On this day in 1938, Orson Welles’s Mercury Theater company broadcast a radio play of H.G. Wells’s novel, The War of the Worlds. Contrary to popular belief, the performance didn’t cause widespread panic, because the audience was so small. It did, however, make Welles famous.
And now….The Mash!
We begin in Orlando, where a sports bar called The Basement is helping fans cope with the University of Central Florida’s 0-8 football team. It’s offering free beer during UCF games until the losing streak ends.
PicoBrew, a Seattle-based startup, will market a home brewing system similar in concept to Keurig’s K-Cups. The system, which makes beer in five-liter batches, will retail for around $1,000.
In Georgia, a brewmaster has launched a “government rant” series of beers to protest restrictive state laws. The menu’s fall offering: “Why does the state legislature not want to create jobs by allowing us to do growlers of this IPA?”
Could beer hold the key to stopping the alarming decline in the honeybee population? Scientists have found that placing hops beta acid near a honeycomb improves the bees’ chances of survival.
Louisville’s Against the Grain Brewery will launch a beer honoring pro wrestler Randy “Macho Man” Savage and two other members of the famous Poffo wrestling family. The beer will be called—of course—Poffo Pilsner.
On Thanksgiving weekend, Dark Horse Brewing Company will pour 130 of its beers at the HopCat beer bar in midtown Detroit. It will be the largest single-brewery tap takeover on record.
Finally, an editorial in Monday’s edition of USA Today called attention to the big breweries’ latest effort to thwart craft beer. They’ve been buying distributors in three of the top five craft-brewing states. The U.S. government is investigating these transactions.
San Diego has become one of the nation’s premier beer cities, both for the number of breweries and the quality of beer they produce. Its road to craft beer prominence began in 1989, when two friends in Mission Beach, Chris Cramer and Matt Rattner, founded the Karl Strauss Brewing Company.
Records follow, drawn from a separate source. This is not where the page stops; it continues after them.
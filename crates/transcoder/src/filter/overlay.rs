//! Watermarks, picture subtitles and graphics composited over the main frames.

use std::time::Duration;

use serde::{Deserialize, Serialize};

use crate::format::FrameSize;
use crate::input::{SubtitleStream, VideoStream};

use super::FilterBackend;

#[derive(Debug, Clone, Copy, PartialEq, Eq, Default, Serialize, Deserialize)]
#[serde(rename_all = "snake_case")]
pub enum WatermarkLocation {
    TopLeft,
    TopMiddle,
    TopRight,
    LeftMiddle,
    MiddleCenter,
    RightMiddle,
    BottomLeft,
    BottomMiddle,
    #[default]
    BottomRight,
}

#[derive(Debug, Clone, Copy, PartialEq, Default, Serialize, Deserialize)]
#[serde(rename_all = "snake_case")]
pub enum WatermarkSize {
    #[default]
    ActualSize,
    /// Width as a percentage of the frame width.
    Scaled { width_percent: f64 },
}

#[derive(Debug, Clone, Copy, PartialEq, Serialize, Deserialize)]
pub struct FadePoint {
    pub at: Duration,
    pub fade_in: bool,
}

#[derive(Debug, Clone, Serialize, Deserialize)]
pub struct Watermark {
    pub path: String,
    pub stream: VideoStream,
    #[serde(default)]
    pub location: WatermarkLocation,
    #[serde(default)]
    pub size: WatermarkSize,
    /// 0 to 100.
    #[serde(default = "full_opacity")]
    pub opacity: u32,
    #[serde(default)]
    pub horizontal_margin_percent: f64,
    #[serde(default)]
    pub vertical_margin_percent: f64,
    /// Position relative to the scaled content instead of the padded frame.
    #[serde(default)]
    pub place_within_source_content: bool,
    #[serde(default)]
    pub z_index: i32,
    #[serde(default)]
    pub fade_points: Vec<FadePoint>,
}

fn full_opacity() -> u32 {
    100
}

#[derive(Debug, Clone, Copy, PartialEq, Eq, Default, Serialize, Deserialize)]
#[serde(rename_all = "snake_case")]
pub enum SubtitleMethod {
    #[default]
    Burn,
    Copy,
    Convert,
}

#[derive(Debug, Clone, Serialize, Deserialize)]
pub struct Subtitle {
    pub path: String,
    pub stream: SubtitleStream,
    /// Position among the file's subtitle streams.
    #[serde(default)]
    pub relative_index: u32,
    #[serde(default)]
    pub method: SubtitleMethod,
}

impl Subtitle {
    /// Picture subtitles are overlaid; text subtitles are rendered by libass.
    pub fn is_picture(&self) -> bool {
        self.stream.is_image_based()
    }
}

#[derive(Debug, Clone, Serialize, Deserialize)]
pub struct GraphicsOverlay {
    /// Usually `pipe:0`, fed raw BGRA frames by the caller.
    pub path: String,
    pub size: FrameSize,
    pub frame_rate: u32,
    #[serde(default)]
    pub z_index: i32,
}

/// `x=..:y=..` expression for a 9-point anchor with percentage margins.
pub fn overlay_position(
    location: WatermarkLocation,
    frame: FrameSize,
    horizontal_margin_percent: f64,
    vertical_margin_percent: f64,
    offset: (u32, u32),
) -> String {
    let x = (horizontal_margin_percent / 100.0 * f64::from(frame.width)).round() as u32 + offset.0;
    let y = (vertical_margin_percent / 100.0 * f64::from(frame.height)).round() as u32 + offset.1;
    match location {
        WatermarkLocation::TopLeft => format!("x={x}:y={y}"),
        WatermarkLocation::TopMiddle => format!("x=(W-w)/2:y={y}"),
        WatermarkLocation::TopRight => format!("x=W-w-{x}:y={y}"),
        WatermarkLocation::LeftMiddle => format!("x={x}:y=(H-h)/2"),
        WatermarkLocation::MiddleCenter => "x=(W-w)/2:y=(H-h)/2".into(),
        WatermarkLocation::RightMiddle => format!("x=W-w-{x}:y=(H-h)/2"),
        WatermarkLocation::BottomLeft => format!("x={x}:y=H-h-{y}"),
        WatermarkLocation::BottomMiddle => format!("x=(W-w)/2:y=H-h-{y}"),
        WatermarkLocation::BottomRight => format!("x=W-w-{x}:y=H-h-{y}"),
    }
}

/// The compositing filter itself.
#[derive(Debug, Clone, PartialEq)]
pub struct OverlayFilter {
    backend: FilterBackend,
    position: Option<String>,
    software_format: Option<&'static str>,
}

impl OverlayFilter {
    pub fn new(backend: FilterBackend, position: Option<String>) -> Self {
        Self {
            backend,
            position,
            software_format: None,
        }
    }

    pub fn filter(&self) -> String {
        let name = match self.backend {
            FilterBackend::Software => "overlay",
            FilterBackend::Cuda => "overlay_cuda",
            FilterBackend::Qsv => "overlay_qsv",
            FilterBackend::Vaapi => "overlay_vaapi",
        };
        let options: Vec<&str> = self
            .position
            .as_deref()
            .into_iter()
            .chain(self.software_format)
            .collect();
        if options.is_empty() {
            name.to_string()
        } else {
            format!("{name}={}", options.join(":"))
        }
    }
}

/// One composited layer: a prepared side chain and the overlay that consumes it.
#[derive(Debug, Clone, PartialEq)]
pub struct OverlayLayer {
    pub input: (usize, u32),
    pub label: &'static str,
    pub prepare: Vec<String>,
    pub overlay: OverlayFilter,
    pub z_index: i32,
}

impl OverlayLayer {
    pub fn output_label(&self) -> String {
        format!("v{}", self.label)
    }
}

/// Pixel layout the overlay filter of each backend accepts for alpha content.
fn alpha_format(backend: FilterBackend) -> &'static str {
    match backend {
        FilterBackend::Software | FilterBackend::Cuda => "yuva420p",
        FilterBackend::Qsv | FilterBackend::Vaapi => "bgra",
    }
}

fn side_upload(backend: FilterBackend) -> Option<&'static str> {
    match backend {
        FilterBackend::Software => None,
        FilterBackend::Cuda => Some("hwupload_cuda"),
        FilterBackend::Qsv => Some("hwupload=extra_hw_frames=64"),
        FilterBackend::Vaapi => Some("hwupload"),
    }
}

fn side_scale(backend: FilterBackend, size: FrameSize) -> String {
    let FrameSize { width, height } = size;
    match backend {
        FilterBackend::Software => format!("scale={width}:{height}"),
        FilterBackend::Cuda => format!("scale_cuda={width}:{height}"),
        FilterBackend::Qsv => format!("scale_qsv=w={width}:h={height}"),
        FilterBackend::Vaapi => format!("scale_vaapi={width}:{height}"),
    }
}

fn even(n: f64) -> u32 {
    let n = n.round().max(2.0) as u32;
    n - n % 2
}

/// Build the watermark layer. `scaled` and `padded` describe the main frames
/// at the point the watermark is composited.
pub fn watermark_layer(
    watermark: &Watermark,
    input: (usize, u32),
    backend: FilterBackend,
    scaled: FrameSize,
    padded: FrameSize,
) -> OverlayLayer {
    let mut prepare = Vec::new();
    if watermark.opacity < 100 {
        prepare.push(format!(
            "colorchannelmixer=aa={:.2}",
            f64::from(watermark.opacity) / 100.0
        ));
    }
    prepare.push(format!("format={}", alpha_format(backend)));
    for fade in &watermark.fade_points {
        prepare.push(format!(
            "fade={}:st={}:d=1:alpha=1",
            if fade.fade_in { "in" } else { "out" },
            fade.at.as_secs_f64()
        ));
    }
    if let Some(upload) = side_upload(backend) {
        prepare.push(upload.into());
    }

    let frame = if watermark.place_within_source_content {
        scaled
    } else {
        padded
    };
    if let WatermarkSize::Scaled { width_percent } = watermark.size {
        let source = watermark.stream.frame_size;
        let width = even(width_percent / 100.0 * f64::from(frame.width));
        let height = if source.is_empty() {
            width
        } else {
            even(f64::from(width) * f64::from(source.height) / f64::from(source.width))
        };
        prepare.push(side_scale(backend, FrameSize::new(width, height)));
    }

    let offset = if watermark.place_within_source_content {
        (
            padded.width.saturating_sub(scaled.width) / 2,
            padded.height.saturating_sub(scaled.height) / 2,
        )
    } else {
        (0, 0)
    };
    let position = overlay_position(
        watermark.location,
        frame,
        watermark.horizontal_margin_percent,
        watermark.vertical_margin_percent,
        offset,
    );

    OverlayLayer {
        input,
        label: "wm",
        prepare,
        overlay: OverlayFilter::new(backend, Some(position)),
        z_index: watermark.z_index,
    }
}

/// Picture subtitles are authored for the source size; scale them to the
/// padded frame and center them.
pub fn picture_subtitle_layer(
    input: (usize, u32),
    backend: FilterBackend,
    source: FrameSize,
    padded: FrameSize,
) -> OverlayLayer {
    let mut prepare = Vec::new();
    if source != padded {
        prepare.push(format!(
            "scale={}:{}:force_original_aspect_ratio=decrease",
            padded.width, padded.height
        ));
    }
    if let Some(upload) = side_upload(backend) {
        prepare.push(format!("format={}", alpha_format(backend)));
        prepare.push(upload.into());
    }
    OverlayLayer {
        input,
        label: "st",
        prepare,
        overlay: OverlayFilter::new(backend, Some("x=(W-w)/2:y=(H-h)/2".into())),
        z_index: i32::MIN,
    }
}

pub fn graphics_layer(
    graphics: &GraphicsOverlay,
    input: (usize, u32),
    backend: FilterBackend,
    ten_bit: bool,
) -> OverlayLayer {
    let mut prepare = Vec::new();
    if let Some(upload) = side_upload(backend) {
        prepare.push(format!("format={}", alpha_format(backend)));
        prepare.push(upload.into());
    }
    let mut overlay = OverlayFilter::new(backend, None);
    if backend == FilterBackend::Software {
        overlay.software_format = Some(if ten_bit {
            "format=yuv420p10"
        } else {
            "format=yuv420"
        });
    }
    OverlayLayer {
        input,
        label: "gfx",
        prepare,
        overlay,
        z_index: graphics.z_index,
    }
}
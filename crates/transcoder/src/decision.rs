use serde::{Deserialize, Serialize};

use crate::format::AudioFormat;
use crate::input::AudioStream;
use crate::profile::{AudioProfile, LoudnessNormalization};
use crate::state::{FrameState, OutputFormatKind};

#[derive(Debug, Clone, Serialize, Deserialize, PartialEq, Eq)]
pub enum TranscodeReason {
    CopyNotAllowed,
    VideoFormatMismatch,
    PixelFormatMismatch,
    SizeMismatch,
    Anamorphic,
    Deinterlace,
    ToneMap,
    Overlays,
    RawVideoOutput,
    AudioFormatMismatch,
    ChannelMismatch,
    AudioFilters,
}

#[derive(Debug, Clone, Serialize, Deserialize)]
pub struct CopyDecision {
    pub copy: bool,
    pub reasons: Vec<TranscodeReason>,
}

impl CopyDecision {
    fn from_reasons(reasons: Vec<TranscodeReason>) -> Self {
        Self {
            copy: reasons.is_empty(),
            reasons,
        }
    }
}

/// Whether the source video can pass through untouched.
pub fn decide_video(
    source: &FrameState,
    desired: &FrameState,
    allow_copy: bool,
    has_overlays: bool,
) -> CopyDecision {
    let mut reasons = Vec::new();

    if !allow_copy {
        reasons.push(TranscodeReason::CopyNotAllowed);
    }
    if source.video_format != desired.video_format {
        reasons.push(TranscodeReason::VideoFormatMismatch);
    }
    let same_pixel_format = match (source.pixel_format, desired.pixel_format) {
        (Some(a), Some(b)) => a.same_wire(&b),
        (None, None) => true,
        _ => false,
    };
    if !same_pixel_format {
        reasons.push(TranscodeReason::PixelFormatMismatch);
    }
    if source.scaled_size != desired.scaled_size || desired.scaled_size != desired.padded_size {
        reasons.push(TranscodeReason::SizeMismatch);
    }
    if source.is_anamorphic {
        reasons.push(TranscodeReason::Anamorphic);
    }
    if desired.deinterlaced && !source.deinterlaced {
        reasons.push(TranscodeReason::Deinterlace);
    }
    if source.is_hdr && !desired.is_hdr {
        reasons.push(TranscodeReason::ToneMap);
    }
    if has_overlays {
        reasons.push(TranscodeReason::Overlays);
    }
    if desired.output_format_kind == Some(OutputFormatKind::Nut) {
        reasons.push(TranscodeReason::RawVideoOutput);
    }

    CopyDecision::from_reasons(reasons)
}

/// Whether the source audio can pass through untouched.
pub fn decide_audio(source: &AudioStream, profile: &AudioProfile, allow_copy: bool) -> CopyDecision {
    let mut reasons = Vec::new();

    if !allow_copy {
        reasons.push(TranscodeReason::CopyNotAllowed);
    }
    let desired = profile.format.as_deref().and_then(AudioFormat::from_name);
    let source_format = AudioFormat::from_name(&source.codec);
    if source_format.is_none() || source_format != desired {
        reasons.push(TranscodeReason::AudioFormatMismatch);
    }
    if source.channels != profile.channels {
        reasons.push(TranscodeReason::ChannelMismatch);
    }
    if profile.normalize_loudness != LoudnessNormalization::Off || profile.pad_to.is_some() {
        reasons.push(TranscodeReason::AudioFilters);
    }

    CopyDecision::from_reasons(reasons)
}

#[cfg(test)]
mod tests {
    use std::time::Duration;

    use super::*;
    use crate::format::{FrameSize, VideoFormat};
    use crate::input::VideoStream;
    use crate::profile::{PlayoutSettings, TargetProfile};

    fn source() -> VideoStream {
        VideoStream {
            codec: "h264".into(),
            pixel_format: Some("yuv420p".into()),
            frame_size: FrameSize::new(1920, 1080),
            ..Default::default()
        }
    }

    fn states(stream: &VideoStream, target: &TargetProfile) -> (FrameState, FrameState) {
        let playout = PlayoutSettings::default();
        (
            FrameState::from_source(stream, playout.realtime, false),
            target.desired_state(stream, &playout).unwrap(),
        )
    }

    #[test]
    fn copy_when_everything_matches() {
        let (src, desired) = states(&source(), &TargetProfile::default());
        let d = decide_video(&src, &desired, true, false);
        assert!(d.copy);
        assert!(d.reasons.is_empty());
    }

    #[test]
    fn format_and_overlays_prevent_copy() {
        let target = TargetProfile {
            video_format: VideoFormat::Hevc,
            ..Default::default()
        };
        let (src, desired) = states(&source(), &target);
        let d = decide_video(&src, &desired, true, true);
        assert!(!d.copy);
        assert_eq!(
            d.reasons,
            vec![TranscodeReason::VideoFormatMismatch, TranscodeReason::Overlays]
        );
    }

    #[test]
    fn letterboxing_prevents_copy() {
        let mut stream = source();
        stream.frame_size = FrameSize::new(1920, 800);
        let (src, desired) = states(&stream, &TargetProfile::default());
        let d = decide_video(&src, &desired, true, false);
        assert_eq!(d.reasons, vec![TranscodeReason::SizeMismatch]);
    }

    #[test]
    fn copy_must_be_allowed() {
        let target = TargetProfile {
            allow_copy: false,
            ..Default::default()
        };
        let (src, desired) = states(&source(), &target);
        assert!(!decide_video(&src, &desired, target.allow_copy, false).copy);
    }

    #[test]
    fn audio_copy_needs_matching_layout() {
        let stereo = AudioStream {
            index: 1,
            codec: "aac".into(),
            channels: 2,
            language: None,
        };
        let profile = AudioProfile::default();
        assert!(decide_audio(&stereo, &profile, true).copy);

        let surround = AudioStream {
            channels: 6,
            ..stereo.clone()
        };
        assert_eq!(
            decide_audio(&surround, &profile, true).reasons,
            vec![TranscodeReason::ChannelMismatch]
        );

        let padded = AudioProfile {
            pad_to: Some(Duration::from_secs(30)),
            ..AudioProfile::default()
        };
        assert_eq!(
            decide_audio(&stereo, &padded, true).reasons,
            vec![TranscodeReason::AudioFilters]
        );
    }
}
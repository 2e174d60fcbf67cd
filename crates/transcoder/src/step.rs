use serde::Serialize;

use crate::decoder::Decoder;
use crate::encoder::{AudioEncoder, VideoEncoder};
use crate::filter::ComplexFilter;
use crate::input::InputFile;
use crate::options::{GlobalOption, OutputFormat, OutputOption};
use crate::state::FrameState;

#[derive(Debug, Clone, PartialEq, Eq, Serialize)]
pub struct EnvironmentVariable {
    pub key: String,
    pub value: String,
}

impl EnvironmentVariable {
    pub fn new(key: impl Into<String>, value: impl Into<String>) -> Self {
        Self {
            key: key.into(),
            value: value.into(),
        }
    }
}

/// The contract every pipeline participant satisfies.
///
/// Implementations must be pure: the same step always contributes the same
/// arguments and the same state transition.
pub trait PipelineStep {
    fn environment_variables(&self) -> Vec<EnvironmentVariable> {
        Vec::new()
    }

    fn global_options(&self) -> Vec<String> {
        Vec::new()
    }

    fn input_options(&self, _input: &InputFile) -> Vec<String> {
        Vec::new()
    }

    fn filter_options(&self) -> Vec<String> {
        Vec::new()
    }

    fn output_options(&self) -> Vec<String> {
        Vec::new()
    }

    fn next_state(&self, current: &FrameState) -> FrameState {
        current.clone()
    }
}

/// Closed set of participants in a compiled pipeline.
#[derive(Debug, Clone)]
pub enum Step {
    Global(GlobalOption),
    Decoder(Decoder),
    Filter(ComplexFilter),
    Output(OutputOption),
    VideoEncoder(VideoEncoder),
    AudioEncoder(AudioEncoder),
    Format(OutputFormat),
}

impl Step {
    fn inner(&self) -> &dyn PipelineStep {
        match self {
            Self::Global(s) => s,
            Self::Decoder(s) => s,
            Self::Filter(s) => s,
            Self::Output(s) => s,
            Self::VideoEncoder(s) => s,
            Self::AudioEncoder(s) => s,
            Self::Format(s) => s,
        }
    }
}

impl PipelineStep for Step {
    fn environment_variables(&self) -> Vec<EnvironmentVariable> {
        self.inner().environment_variables()
    }

    fn global_options(&self) -> Vec<String> {
        self.inner().global_options()
    }

    fn input_options(&self, input: &InputFile) -> Vec<String> {
        self.inner().input_options(input)
    }

    fn filter_options(&self) -> Vec<String> {
        self.inner().filter_options()
    }

    fn output_options(&self) -> Vec<String> {
        self.inner().output_options()
    }

    fn next_state(&self, current: &FrameState) -> FrameState {
        self.inner().next_state(current)
    }
}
The brewery’s namesake was Cramer’s cousin, who had been trained in Germany as a brewer before World War II and fled before the Holocaust.
A number of Karl Strauss alumni went on to open their own breweries. Scott Stamp, the original bartender at Karl Strauss, went on to open Callahan’s and the San Diego Brewing Company. Their original cocktail waitress Gina Marsaglia opened Pizza Port Brewery in 1992 with her brother Vince. That same year, the brewery’s original tour guide, Jack White, started Home Brew Mart.
During Home Brew Mart’s early days, a customer named Yuseff Cherney so impressed White with his knowledge of beer that White hired him on the spot. Cherney later became the chief operating officer and head brewer at Ballast Point Brewing Company. At the same time, Cherney was working with fellow UC San Diego student Chris White, a post-graduate biochemistry student who later started White Labs, one of the nation’s premier yeast laboratories.
As for Karl Strauss, the brewery ranks 45th in production among the nation’s craft breweries, even though its distribution is limited to California.
Eighty years ago today, organized crime kingpin Dutch Schultz and three other men were fatally shot at a saloon in Newark, New Jersey, in what became known as “The Chophouse Massacre.”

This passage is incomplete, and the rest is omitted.